Yo te lo digo mi amor que contigo moriré…

 

 

 

 

Capítulo cuatro

 

 

 

 

 

Desde el puerto, los pasajeros del hotel flotante de cinco estrellas parecían hileras de hormigas amontonadas en los distintos niveles de las cubiertas. Apoyada sobre la baranda blanca para ver cómo se alejaba el barco de la ciudad, Esther sintió un ramalazo de tristeza y alivio a la vez. Pensó en Marcelo, y aunque hacía años que no lo soportaba —en realidad se casó sin quererle y esto le ponía las cosas muy difíciles—, pidió instintivamente a Dios que lo protegiera en la carretera.

No le deseaba nada malo, aunque no era tonta y sabía que la engañaba desde hacía tiempo, nada más y nada menos que desde que se conocían. Por qué se había casado con ella nunca lo supo. Ella sí sabía por qué lo eligió a él. Nunca se le dieron bien los estudios, no tenía trabajo y andaba por los pasillos de la casa como alma en pena. Te vas a quedar para vestir santos le repetían una y otra vez. Así que a los veintitrés años contrajo matrimonio por aburrimiento con un hombre que ofrecía nuevas fronteras y una oportunidad para olvidar el pasado, pero que la trataba como si fuera idiota solo porque veía y hacía las cosas de un modo diferente a él. Ella sí seguía respetando los votos matrimoniales, a pesar de las decepciones, los desplantes y de chapotear torpemente en una relación donde ya llovía sobre mojado desde hacía mucho tiempo. Llevaban juntos una década y una de las maneras más claras de demostrar su indiferencia hacia ella era que, aunque se habían casado en verano, prefería irse de viaje a su tierra natal en vez de celebrar juntos su aniversario. Ella había aceptado el plan del crucero prácticamente sin rechistar, aunque sería la primera vez que se separaban tantos días.

Las gaviotas revoloteaban sobre la estela del espectacular navío y algunos pasajeros decían adiós a quienes les habían llevado al puerto o simplemente por devolver el saludo a los que admiraban el barco. Ella sabía que su marido no estaba allí. Se encontraría ya a muchos kilómetros de distancia, considerando cómo le gustaba la velocidad y las ganas que tenía de volver a Alicante tras un año de trabajo sin descanso en Alemania.

No ignoraba el hecho de que Marcelo había abierto el negocio en el país germano porque se había enamorado de la alemana que le había enseñado a gozar… a gosal, siendo aún muy joven. Sintió un escalofrío cuando por segunda ver recordó a quien le había enseñado a ella las mismas cosas y, otra vez, la pena revoloteó en su cabeza como esas gaviotas gritonas, porque él tenía esposa y también tenía hijos, o por lo menos eso era lo que le habían dicho sus amigas.

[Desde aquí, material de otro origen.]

use crate::{
    config::ExportConfig,
    dms::{DegMinSec, DegMinSecExt as _, DmsError},
    feature::{
        validate_point, Aerodrome, AerodromeUse, Feature, Fix, FixKind, Heliport, Navaid,
        RecordError, RouteSegment, Sector, SectorKind, Waypoint, WaypointCategory,
    },
    output::{Line, Lines, Vertex},
    report::{Report, SimplificationFallback},
    resolver::CoordinateResolver,
    sequence::{SequenceBuilder, SequenceError},
};

pub const TERMINAL_FIXES: &str = "--TERMINAL FIXES--";
pub const AIRWAY_FIXES: &str = "--AIRWAY FIXES--";

#[derive(Error, Debug)]
pub enum ExportError {
    /// Carries the report collected up to the failure.
    #[error("airways: {source}")]
    Sequence {
        source: SequenceError,
        report: Box<Report>,
    },
    #[error("failed to format {record}: {source}")]
    Format { record: String, source: DmsError },
}

/// Output of one export, section by section.
#[derive(Clone, Debug, Default, Serialize, PartialEq)]
pub struct Export {
    pub airports: Lines,
    pub heliports: Lines,
    pub sectors: Lines,
    pub fixes: Lines,
    /// VORs, then NDBs.
    pub navaids: Lines,
    /// Tracks, then fix labels.
    pub airways: Lines,
    /// Placed airway labels.
    pub labels: Lines,
    pub report: Report,
}

impl Export {
    pub fn all_lines(&self) -> Lines {
        [
            &self.airports,
            &self.heliports,
            &self.sectors,
            &self.fixes,
            &self.navaids,
            &self.airways,
            &self.labels,
        ]
        .into_iter()
        .flat_map(|lines| lines.iter().cloned())
        .collect()
    }
}

fn coordinates(point: Point, record: &str) -> Result<(DegMinSec, DegMinSec), ExportError> {
    let format = |source| ExportError::Format {
        record: record.to_string(),
        source,
    };
    Ok((
        point.lat_dms().map_err(format)?,
        point.lng_dms().map_err(format)?,
    ))
}

fn track(name: &str, point: Point) -> Result<Line, ExportError> {
    Ok(Line::Track {
        name: name.to_string(),
        vertex: Vertex::from_point(point).map_err(|source| ExportError::Format {
            record: name.to_string(),
            source,
        })?,
    })
}

/// Sorts by FIR and identifier and opens every FIR with a header.
fn fir_sections(mut entries: Vec<(String, String, Line)>) -> Lines {
    entries.sort_by(|(fir_a, id_a, _), (fir_b, id_b, _)| (fir_a, id_a).cmp(&(fir_b, id_b)));

    let mut lines = Lines::default();
    for (fir, group) in &entries.into_iter().chunk_by(|(fir, _, _)| fir.clone()) {
        lines.push(Line::FirHeader(fir));
        lines.extend(group.map(|(_, _, line)| line));
    }

    lines
}
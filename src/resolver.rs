use bevy_reflect::Reflect;
use geo::Point;
use multimap::MultiMap;
use serde::{Deserialize, Serialize};
use tracing::{debug, trace};

use crate::feature::{Fix, FixKind};

const PRECISION: f64 = 1_000_000.0;

/// Latitude and longitude in millionths of a degree (ca 0.1m).
pub type QuantizedPosition = (i64, i64);

pub fn quantize(point: Point) -> QuantizedPosition {
    let lat = (point.y() * PRECISION).round() as i64;
    let lon = (point.x() * PRECISION).round() as i64;
    (lat, lon)
}

/// Which fix wins when several share a quantized position.
#[derive(Clone, Copy, Debug, Default, Reflect, Serialize, Deserialize, PartialEq, Eq)]
#[serde(rename_all = "snake_case")]
pub enum TieBreak {
    #[default]
    FirstRegistered,
    /// VORs before NDBs before waypoints, then registration order.
    PreferNavaids,
}

fn navaid_rank(kind: FixKind) -> u8 {
    match kind {
        FixKind::Vor => 0,
        FixKind::Ndb => 1,
        FixKind::Waypoint => 2,
    }
}

/// Read-only lookup from a raw coordinate to the fix published there.
#[derive(Clone, Debug, Default)]
pub struct CoordinateResolver {
    by_position: MultiMap<QuantizedPosition, Fix>,
    tie_break: TieBreak,
}

impl CoordinateResolver {
    pub fn new(fixes: impl IntoIterator<Item = Fix>, tie_break: TieBreak) -> Self {
        let by_position = fixes.into_iter().fold(MultiMap::new(), |mut acc, fix| {
            acc.insert(quantize(fix.location), fix);
            acc
        });
        let shared = by_position
            .iter_all()
            .filter(|(_, fixes)| fixes.len() > 1)
            .count();
        debug!(
            "resolver: {} positions, {shared} shared by more than one fix",
            by_position.len()
        );

        Self {
            by_position,
            tie_break,
        }
    }

    pub fn len(&self) -> usize {
        self.by_position.len()
    }

    pub fn is_empty(&self) -> bool {
        self.by_position.is_empty()
    }

    /// All fixes at `point`, in registration order.
    pub fn candidates(&self, point: Point) -> &[Fix] {
        self.by_position
            .get_vec(&quantize(point))
            .map(Vec::as_slice)
            .unwrap_or_default()
    }

    pub fn resolve_fix(&self, point: Point) -> Option<&Fix> {
        let candidates = self.candidates(point);
        let fix = match self.tie_break {
            TieBreak::FirstRegistered => candidates.first(),
            TieBreak::PreferNavaids => candidates.iter().min_by_key(|fix| navaid_rank(fix.kind)),
        };

        trace!(
            "resolving {:.6} {:.6}: {}",
            point.y(),
            point.x(),
            fix.map_or("None", |fix| &*fix.identifier)
        );

        fix
    }

    pub fn resolve(&self, point: Point) -> Option<&str> {
        self.resolve_fix(point).map(|fix| fix.identifier.as_str())
    }

    /// The fixes along `points` in order; points without a fix are left out.
    pub fn resolve_polyline(&self, points: &[Point]) -> Vec<&Fix> {
        points
            .iter()
            .filter_map(|point| self.resolve_fix(*point))
            .collect()
    }

    pub fn contains_identifier(&self, identifier: &str) -> bool {
        self.by_position
            .iter_all()
            .any(|(_, fixes)| fixes.iter().any(|fix| fix.identifier == identifier))
    }
}
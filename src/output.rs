use std::fmt::Display;

use bevy_derive::{Deref, DerefMut};
use geo::Point;
use serde::Serialize;

use crate::dms::{DegMinSec, DegMinSecExt as _, DmsError};

/// One end of a `T;`/`L;` line: a fix identifier written twice, or a
/// formatted coordinate.
#[derive(Clone, Debug, Serialize, PartialEq, Eq, Hash)]
pub enum Vertex {
    Fix(String),
    Coordinate { lat: DegMinSec, lng: DegMinSec },
}

impl Vertex {
    pub fn from_point(point: Point) -> Result<Self, DmsError> {
        Ok(Vertex::Coordinate {
            lat: point.lat_dms()?,
            lng: point.lng_dms()?,
        })
    }
}

impl Display for Vertex {
    fn fmt(&self, f: &mut std::fmt::Formatter<'_>) -> std::fmt::Result {
        match self {
            Vertex::Fix(identifier) => write!(f, "{identifier};{identifier}"),
            Vertex::Coordinate { lat, lng } => write!(f, "{lat};{lng}"),
        }
    }
}

#[derive(Clone, Debug, Serialize, PartialEq, Eq, Hash)]
pub enum Line {
    FirHeader(String),
    Section(String),
    Aerodrome {
        identifier: String,
        elevation_ft: i32,
        lat: DegMinSec,
        lng: DegMinSec,
        name: String,
        suffix: u8,
        /// Heliport lines end after the suffix.
        type_code: Option<u8>,
    },
    Fix {
        identifier: String,
        lat: DegMinSec,
        lng: DegMinSec,
        code: u8,
    },
    Navaid {
        identifier: String,
        frequency: String,
        lat: DegMinSec,
        lng: DegMinSec,
    },
    Track {
        name: String,
        vertex: Vertex,
    },
    Label {
        designator: String,
        vertex: Vertex,
    },
}

impl Display for Line {
    fn fmt(&self, f: &mut std::fmt::Formatter<'_>) -> std::fmt::Result {
        match self {
            Line::FirHeader(fir) => write!(f, "//FIR {fir}"),
            Line::Section(name) => write!(f, "//{name}"),
            Line::Aerodrome {
                identifier,
                elevation_ft,
                lat,
                lng,
                name,
                suffix,
                type_code,
            } => {
                write!(
                    f,
                    "{identifier};{elevation_ft};0;{lat};{lng};{name};{suffix};"
                )?;
                if let Some(type_code) = type_code {
                    write!(f, "{type_code};")?;
                }
                Ok(())
            }
            Line::Fix {
                identifier,
                lat,
                lng,
                code,
            } => write!(f, "{identifier};{lat};{lng};{code};"),
            Line::Navaid {
                identifier,
                frequency,
                lat,
                lng,
            } => write!(f, "{identifier};{frequency};{lat};{lng};"),
            Line::Track { name, vertex } => write!(f, "T;{name};{vertex};"),
            Line::Label { designator, vertex } => write!(f, "L;{designator};{vertex};"),
        }
    }
}

/// Ordered output, rendered one line per entry.
#[derive(Clone, Debug, Default, Serialize, PartialEq, Eq, Deref, DerefMut)]
pub struct Lines(pub Vec<Line>);

impl Lines {
    pub fn to_strings(&self) -> Vec<String> {
        self.0.iter().map(ToString::to_string).collect()
    }
}

impl FromIterator<Line> for Lines {
    fn from_iter<T: IntoIterator<Item = Line>>(iter: T) -> Self {
        Self(iter.into_iter().collect())
    }
}

impl Extend<Line> for Lines {
    fn extend<T: IntoIterator<Item = Line>>(&mut self, iter: T) {
        self.0.extend(iter);
    }
}

impl IntoIterator for Lines {
    type Item = Line;
    type IntoIter = std::vec::IntoIter<Line>;

    fn into_iter(self) -> Self::IntoIter {
        self.0.into_iter()
    }
}

impl Display for Lines {
    fn fmt(&self, f: &mut std::fmt::Formatter<'_>) -> std::fmt::Result {
        for line in &self.0 {
            writeln!(f, "{line}")?;
        }

        Ok(())
    }
}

—Qué bonita se ve la ciudad desde aquí, tan grande... —Doña Asunción miraba a su hija de reojo mientras decía estas palabras—. No te preocupes, bobita, que ya verás que llega sano y salvo. Es verdad que le gusta correr, y qué manía con quitar las manos del volante, pero es un muchacho sensato.

Un muchacho sensato. Su madre estaba a años luz de saber la verdad sobre su yerno.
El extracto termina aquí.